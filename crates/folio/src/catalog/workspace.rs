//! Workspace gear catalog

use std::sync::OnceLock;

use super::{image_or_emoji, Catalog, CatalogKind, GridSize, Item, PrimarySection};
use crate::icons::Icon;
use crate::markup::{escape, Markup, EXTERNAL_ATTRS};

/// The built-in workspace catalog.
pub fn catalog() -> &'static Catalog {
    static CATALOG: OnceLock<Catalog> = OnceLock::new();
    CATALOG.get_or_init(build)
}

fn build() -> Catalog {
    Catalog::new(
        CatalogKind::Workspace,
        "Workspace",
        PrimarySection {
            bucket: "devices",
            label: "Devices",
            icon: Icon::Laptop,
        },
        "📦",
    )
    .with_bucket(
        "devices",
        "Devices",
        vec![
            Item::new(
                "apple-macbook-air",
                "Apple MacBook Air M4 13\"",
                "Laptop",
                "https://www.apple.com/macbook-air/",
            )
            .with_details("Silver")
            .with_grid_size(GridSize::Large)
            .hero(),
            Item::new(
                "apple-ipad-air",
                "Apple iPad Air M3 11\"",
                "Tablet",
                "https://www.apple.com/ipad-air/",
            )
            .with_details("Space Gray")
            .with_grid_size(GridSize::Medium)
            .hero(),
            Item::new(
                "apple-airpods-pro",
                "Apple AirPods Pro 2",
                "Audio",
                "https://www.apple.com/airpods-pro/",
            ),
            Item::new(
                "beats-pill",
                "Beats Pill",
                "Speaker",
                "https://www.beatsbydre.com/speakers/beats-pill/MW443/beatspill-black",
            ),
        ],
    )
    .with_bucket(
        "display",
        "Display & Lighting",
        vec![
            Item::new(
                "xiaomi-monitor",
                "Xiaomi A27Ui 4K Monitor",
                "Display",
                "https://www.mi.com/global/product/xiaomi-4k-monitor-a27ui/",
            )
            .with_image("https://cdn.mos.cms.futurecdn.net/VVUvYShtSMbWnCFVNXo9nM.jpg")
            .with_grid_size(GridSize::Large)
            .hero(),
            Item::new(
                "xiaomi-light-bar",
                "Xiaomi Monitor Light Bar",
                "Lighting",
                "https://www.mi.com/global/product/mi-computer-monitor-light-bar/",
            )
            .with_image("https://m.media-amazon.com/images/I/61VuRqZW1AL._AC_SL1500_.jpg"),
        ],
    )
    .with_bucket(
        "accessories",
        "Accessories",
        vec![
            Item::new(
                "logitech-mouse",
                "Logitech MX Anywhere 3S",
                "Mouse",
                "https://www.logitech.com/en-us/products/mice/mx-anywhere-3s.html",
            )
            .with_image("https://m.media-amazon.com/images/I/51vVS+RUEPL._AC_SL1500_.jpg"),
            Item::new(
                "apple-magic-keyboard",
                "Apple Magic Keyboard",
                "Keyboard",
                "https://www.apple.com/shop/product/MK2C3LL/A/magic-keyboard-us-english-black-keys",
            )
            .with_details("Black"),
            Item::new(
                "logitech-desk-mat",
                "Logitech Desk Mat Studio Series",
                "Desk Mat",
                "https://www.logitech.com/en-us/products/mouse-pads/desk-mat-studio-series.html",
            )
            .with_details("Grey")
            .with_image("https://m.media-amazon.com/images/I/71dQx3yLN1L._AC_SL1500_.jpg"),
            Item::new(
                "bellroy-laptop-sleeve",
                "Bellroy Lite Laptop Sleeve",
                "Laptop Sleeve",
                "https://bellroy.com/products/lite-laptop-sleeve",
            )
            .with_details("Black")
            .with_image("https://m.media-amazon.com/images/I/71xOy4hzs1L._AC_SL1500_.jpg"),
            Item::new(
                "bellroy-tech-kit",
                "Bellroy Patty Mills Tech Kit",
                "Tech Organizer",
                "https://bellroy.com/products/tech-kit",
            )
            .with_image("https://m.media-amazon.com/images/I/71SZeQPR4JL._AC_SL1500_.jpg"),
        ],
    )
    .with_emoji("apple-macbook-air", "💻")
    .with_emoji("apple-ipad-air", "📱")
    .with_emoji("apple-airpods-pro", "🎧")
    .with_emoji("beats-pill", "🔊")
    .with_emoji("xiaomi-monitor", "🖥️")
    .with_emoji("xiaomi-light-bar", "💡")
    .with_emoji("logitech-mouse", "🖱️")
    .with_emoji("apple-magic-keyboard", "⌨️")
    .with_emoji("logitech-desk-mat", "🗒️")
    .with_emoji("bellroy-laptop-sleeve", "👜")
    .with_emoji("bellroy-tech-kit", "🎒")
}

/// Bento-grid card: image or emoji, title, category line.
pub(crate) fn render_card(catalog: &Catalog, item: &Item) -> Markup {
    let mut classes = format!("workspace-item workspace-item-{}", item.grid_size.as_str());
    if item.hero {
        classes.push_str(" workspace-item-hero");
    }
    let title = escape(&item.title);
    let category_line = escape(&item.category_line());

    Markup::raw(format!(
        r#"<a href="{url}" class="{classes}" id="{id}"{ext}>{media}<div class="workspace-item-content"><h3 title="{title}">{title}</h3><p class="text-muted" title="{category_line}">{category_line}</p></div></a>"#,
        url = escape(&item.url),
        id = escape(&item.id),
        ext = EXTERNAL_ATTRS,
        media = image_or_emoji(
            item.image.as_deref(),
            &item.title,
            "workspace-item-image",
            "workspace-item-emoji",
            catalog.emoji_for(&item.id),
        ),
    ))
}

#[cfg(test)]
mod tests {
    use super::*;

    #[test]
    fn test_builtin_bucket_order() {
        let keys: Vec<&str> = catalog().buckets().iter().map(|b| b.key).collect();
        assert_eq!(keys, vec!["devices", "display", "accessories"]);
        assert_eq!(catalog().total(), 11);
    }

    #[test]
    fn test_hero_card_classes() {
        let item = catalog().find("apple-macbook-air").unwrap();
        let card = catalog().render_card(item);
        assert!(card
            .as_str()
            .contains(r#"class="workspace-item workspace-item-large workspace-item-hero""#));
        assert!(card.as_str().contains("Laptop · Silver"));
        assert!(card.as_str().contains("Apple MacBook Air M4 13&quot;"));
        assert!(card.as_str().contains(r#"<span class="workspace-item-emoji">💻</span>"#));
    }

    #[test]
    fn test_card_with_image_keeps_emoji_fallback() {
        let item = catalog().find("xiaomi-light-bar").unwrap();
        let card = catalog().render_card(item).into_string();
        assert!(card.contains(r#"class="workspace-item-image""#));
        assert!(card.contains(r#"<span class="workspace-item-emoji" hidden>💡</span>"#));
        assert!(card.contains(r#"class="workspace-item workspace-item-small""#));
    }

    #[test]
    fn test_primary_section_is_devices() {
        let data = catalog().sidebar_data();
        assert_eq!(data.title, "Workspace");
        assert_eq!(data.sections.len(), 3);
        assert!(data.sections[0]
            .heading
            .as_str()
            .ends_with(r#"Devices</span><span class="count-badge">11</span>"#));
        assert_eq!(data.sections[1].heading.as_str(), "Display &amp; Lighting");
    }
}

▶ [What this task involves] Take the material above and print all of it exactly.

▶ [Task solution]
filename crates/folio/src/catalog/workspace.rs
//! Workspace gear catalog

use std::sync::OnceLock;

use super::{image_or_emoji, Catalog, CatalogKind, GridSize, Item, PrimarySection};
use crate::icons::Icon;
use crate::markup::{escape, Markup, EXTERNAL_ATTRS};

/// The built-in workspace catalog.
pub fn catalog() -> &'static Catalog {
    static CATALOG: OnceLock<Catalog> = OnceLock::new();
    CATALOG.get_or_init(build)
}

fn build() -> Catalog {
    Catalog::new(
        CatalogKind::Workspace,
        "Workspace",
        PrimarySection {
            bucket: "devices",
            label: "Devices",
            icon: Icon::Laptop,
        },
        "📦",
    )
    .with_bucket(
        "devices",
        "Devices",
        vec![
            Item::new(
                "apple-macbook-air",
                "Apple MacBook Air M4 13\"",
                "Laptop",
                "https://www.apple.com/macbook-air/",
            )
            .with_details("Silver")
            .with_grid_size(GridSize::Large)
            .hero(),
            Item::new(
                "apple-ipad-air",
                "Apple iPad Air M3 11\"",
                "Tablet",
                "https://www.apple.com/ipad-air/",
            )
            .with_details("Space Gray")
            .with_grid_size(GridSize::Medium)
            .hero(),
            Item::new(
                "apple-airpods-pro",
                "Apple AirPods Pro 2",
                "Audio",
                "https://www.apple.com/airpods-pro/",
            ),
            Item::new(
                "beats-pill",
                "Beats Pill",
                "Speaker",
                "https://www.beatsbydre.com/speakers/beats-pill/MW443/beatspill-black",
            ),
        ],
    )
    .with_bucket(
        "display",
        "Display & Lighting",
        vec![
            Item::new(
                "xiaomi-monitor",
                "Xiaomi A27Ui 4K Monitor",
                "Display",
                "https://www.mi.com/global/product/xiaomi-4k-monitor-a27ui/",
            )
            .with_image("https://cdn.mos.cms.futurecdn.net/VVUvYShtSMbWnCFVNXo9nM.jpg")
            .with_grid_size(GridSize::Large)
            .hero(),
            Item::new(
                "xiaomi-light-bar",
                "Xiaomi Monitor Light Bar",
                "Lighting",
                "https://www.mi.com/global/product/mi-computer-monitor-light-bar/",
            )
            .with_image("https://m.media-amazon.com/images/I/61VuRqZW1AL._AC_SL1500_.jpg"),
        ],
    )
    .with_bucket(
        "accessories",
        "Accessories",
        vec![
            Item::new(
                "logitech-mouse",
                "Logitech MX Anywhere 3S",
                "Mouse",
                "https://www.logitech.com/en-us/products/mice/mx-anywhere-3s.html",
            )
            .with_image("https://m.media-amazon.com/images/I/51vVS+RUEPL._AC_SL1500_.jpg"),
            Item::new(
                "apple-magic-keyboard",
                "Apple Magic Keyboard",
                "Keyboard",
                "https://www.apple.com/shop/product/MK2C3LL/A/magic-keyboard-us-english-black-keys",
            )
            .with_details("Black"),
            Item::new(
                "logitech-desk-mat",
                "Logitech Desk Mat Studio Series",
                "Desk Mat",
                "https://www.logitech.com/en-us/products/mouse-pads/desk-mat-studio-series.html",
            )
            .with_details("Grey")
            .with_image("https://m.media-amazon.com/images/I/71dQx3yLN1L._AC_SL1500_.jpg"),
            Item::new(
                "bellroy-laptop-sleeve",
                "Bellroy Lite Laptop Sleeve",
                "Laptop Sleeve",
                "https://bellroy.com/products/lite-laptop-sleeve",
            )
            .with_details("Black")
            .with_image("https://m.media-amazon.com/images/I/71xOy4hzs1L._AC_SL1500_.jpg"),
            Item::new(
                "bellroy-tech-kit",
                "Bellroy Patty Mills Tech Kit",
                "Tech Organizer",
                "https://bellroy.com/products/tech-kit",
            )
            .with_image("https://m.media-amazon.com/images/I/71SZeQPR4JL._AC_SL1500_.jpg"),
        ],
    )
    .with_emoji("apple-macbook-air", "💻")
    .with_emoji("apple-ipad-air", "📱")
    .with_emoji("apple-airpods-pro", "🎧")
    .with_emoji("beats-pill", "🔊")
    .with_emoji("xiaomi-monitor", "🖥️")
    .with_emoji("xiaomi-light-bar", "💡")
    .with_emoji("logitech-mouse", "🖱️")
    .with_emoji("apple-magic-keyboard", "⌨️")
    .with_emoji("logitech-desk-mat", "🗒️")
    .with_emoji("bellroy-laptop-sleeve", "👜")
    .with_emoji("bellroy-tech-kit", "🎒")
}

/// Bento-grid card: image or emoji, title, category line.
pub(crate) fn render_card(catalog: &Catalog, item: &Item) -> Markup {
    let mut classes = format!("workspace-item workspace-item-{}", item.grid_size.as_str());
    if item.hero {
        classes.push_str(" workspace-item-hero");
    }
    let title = escape(&item.title);
    let category_line = escape(&item.category_line());

    Markup::raw(format!(
        r#"<a href="{url}" class="{classes}" id="{id}"{ext}>{media}<div class="workspace-item-content"><h3 title="{title}">{title}</h3><p class="text-muted" title="{category_line}">{category_line}</p></div></a>"#,
        url = escape(&item.url),
        id = escape(&item.id),
        ext = EXTERNAL_ATTRS,
        media = image_or_emoji(
            item.image.as_deref(),
            &item.title,
            "workspace-item-image",
            "workspace-item-emoji",
            catalog.emoji_for(&item.id),
        ),
    ))
}

#[cfg(test)]
mod tests {
    use super::*;

    #[test]
    fn test_builtin_bucket_order() {
        let keys: Vec<&str> = catalog().buckets().iter().map(|b| b.key).collect();
        assert_eq!(keys, vec!["devices", "display", "accessories"]);
        assert_eq!(catalog().total(), 11);
    }

    #[test]
    fn test_hero_card_classes() {
        let item = catalog().find("apple-macbook-air").unwrap();
        let card = catalog().render_card(item);
        assert!(card
            .as_str()
            .contains(r#"class="workspace-item workspace-item-large workspace-item-hero""#));
        assert!(card.as_str().contains("Laptop · Silver"));
        assert!(card.as_str().contains("Apple MacBook Air M4 13&quot;"));
        assert!(card.as_str().contains(r#"<span class="workspace-item-emoji">💻</span>"#));
    }

    #[test]
    fn test_card_with_image_keeps_emoji_fallback() {
        let item = catalog().find("xiaomi-light-bar").unwrap();
        let card = catalog().render_card(item).into_string();
        assert!(card.contains(r#"class="workspace-item-image""#));
        assert!(card.contains(r#"<span class="workspace-item-emoji" hidden>💡</span>"#));
        assert!(card.contains(r#"class="workspace-item workspace-item-small""#));
    }

    #[test]
    fn test_primary_section_is_devices() {
        let data = catalog().sidebar_data();
        assert_eq!(data.title, "Workspace");
        assert_eq!(data.sections.len(), 3);
        assert!(data.sections[0]
            .heading
            .as_str()
            .ends_with(r#"Devices</span><span class="count-badge">11</span>"#));
        assert_eq!(data.sections[1].heading.as_str(), "Display &amp; Lighting");
    }
}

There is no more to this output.